You can run the COLLECT STATISTICS commands that appear in double-quotes in order to provide Teradata with the data demographic information that it needs for an efficient plan.

TeradataTip5 – How to find join indexes defined on your table

Monday, June 1st, 2009

If you try to drop or mload a table that has a join index defined on it, Teradata will give you an error:

5467:  Cannot drop or MLOAD a table with join or hash indexes. 

To find the join indexes that are defined on your table, run the following query:

SELECT  * FROM dbc.indices 
WHERE indextype='J'
     AND databasename='your_database_name'
     AND tablename='your_table_name'
ORDER BY indexname,columnposition;

TeradataTip4 – convert an integer-based time to a time(0), and convert a DATE,INTEGER to a timestamp(0)

Saturday, May 30th, 2009

Teradata has two types of time types, the old one that is simply an integer format ’99:99:99′ and the new ANSI TIME type. The integer-based one can be used for comparisons but not for time calculations. The new one can be used for everything. This is how you can convert to the new type if you have the old type.
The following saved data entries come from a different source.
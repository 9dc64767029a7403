//! Keyboard shortcut handling

use eframe::egui;

use crate::state::{AppState, EditMode};
use crate::ui::toolbar::action_reset_mesh;
use crate::viewport::ViewportPanel;

/// Handle keyboard shortcuts for the application
pub fn handle_keyboard(
    ctx: &egui::Context,
    state: &mut AppState,
    viewport: &mut ViewportPanel,
) {
    // Don't handle shortcuts when a text field is focused
    if ctx.memory(|m| m.focused().is_some()) {
        return;
    }

    ctx.input(|i| {
        if i.modifiers.any() {
            return;
        }
        // 1-4: edit modes
        let modes = [
            (egui::Key::Num1, EditMode::Rotation),
            (egui::Key::Num2, EditMode::Translation),
            (egui::Key::Num3, EditMode::Subdivide),
            (egui::Key::Num4, EditMode::Extrude),
        ];
        for (key, mode) in modes {
            if i.key_pressed(key) {
                state.interaction.set_mode(mode);
            }
        }
        // R: fresh cuboid
        if i.key_pressed(egui::Key::R) {
            action_reset_mesh(state);
        }
        // Home: default camera pose
        if i.key_pressed(egui::Key::Home) {
            viewport.reset_camera(&state.settings);
        }
    });
}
Assume you have a table called T with an integer-based column UPDATE_TM like:

CREATE TABLE T
(
   UPDATE_DT DATE FORMAT 'YYYY-MM-DD',
   UPDATE_TM INTEGER FORMAT '99:99:99' )
);

To convert the integer time UPDATE_TM to a TIME:

SELECT
  TIME '00:00:00'
  + CAST(update_tm / 10000 AS INTERVAL HOUR)
  + CAST((update_tm / 100) MOD 100 AS INTERVAL MINUTE)
  + CAST((update_tm MOD 100) AS INTERVAL SECOND)
FROM T

To convert the UPDATE_DT, UPDATE_TM to a timestamp(0):

SELECT 
  CAST(update_dt AS TIMESTAMP(0))
  + CAST(update_tm / 10000 AS INTERVAL HOUR)
  + CAST((update_tm / 100) MOD 100 AS INTERVAL MINUTE)
  + CAST((update_tm MOD 100) AS INTERVAL SECOND)
FROM T

TeradataTip3 – Combine date and time into a timestamp

Thursday, May 28th, 2009
CREATE TABLE T( dt DATE, tm TIME(0));
 
INSERT INTO T VALUES (DATE '2009-05-28', TIME '14:53:45');
 
SELECT dt, tm,
    CAST(  dt AS TIMESTAMP(0)) +
            (tm - TIME '00:00:00' HOUR TO SECOND) ts
 FROM T;
        dt        tm                   ts
----------  --------  -------------------
2009/05/28  14:53:45  2009-05-28 14:53:45

TeradataTip2 – How much space are my tables using?

Wednesday, May 27th, 2009

Use this to find out how much perm space the tables in a specific database are using in megabytes:

SELECT tablename,SUM(currentperm)/1024/1024 MB
FROM dbc.allspace
WHERE databasename='your_database_name'
GROUP BY 1
ORDER BY 2 DESC;

TeradataTip1 – Casting decimal(n) to varchar without extra characters

Tuesday, May 26th, 2009

To convert a decimal(n) value to a simple string containing only digits, use this:

SELECT
  CAST( CAST( d AS format 'Z(I)' ) AS VARCHAR(30) )
FROM T;

Why do you need the double cast? Well, if you try to convert from a column that has a decimal(n) to a numeric string and you simply cast to a varchar, Teradata will add a decimal point at the end of your string.

CREATE TABLE T(d DECIMAL(18));
INSERT INTO T VALUES(42);
INSERT INTO T VALUES(3);
 
SELECT '['||CAST(d AS VARCHAR(20))||']' FROM T;
(('['||d)||']')
----------------------
[3.]
[42.]
SELECT
  '['||CAST(CAST(d AS format 'Z(I)') AS VARCHAR(20)) ||']'
FROM T;
(('['||d)||']')
----------------------
[3]
[42]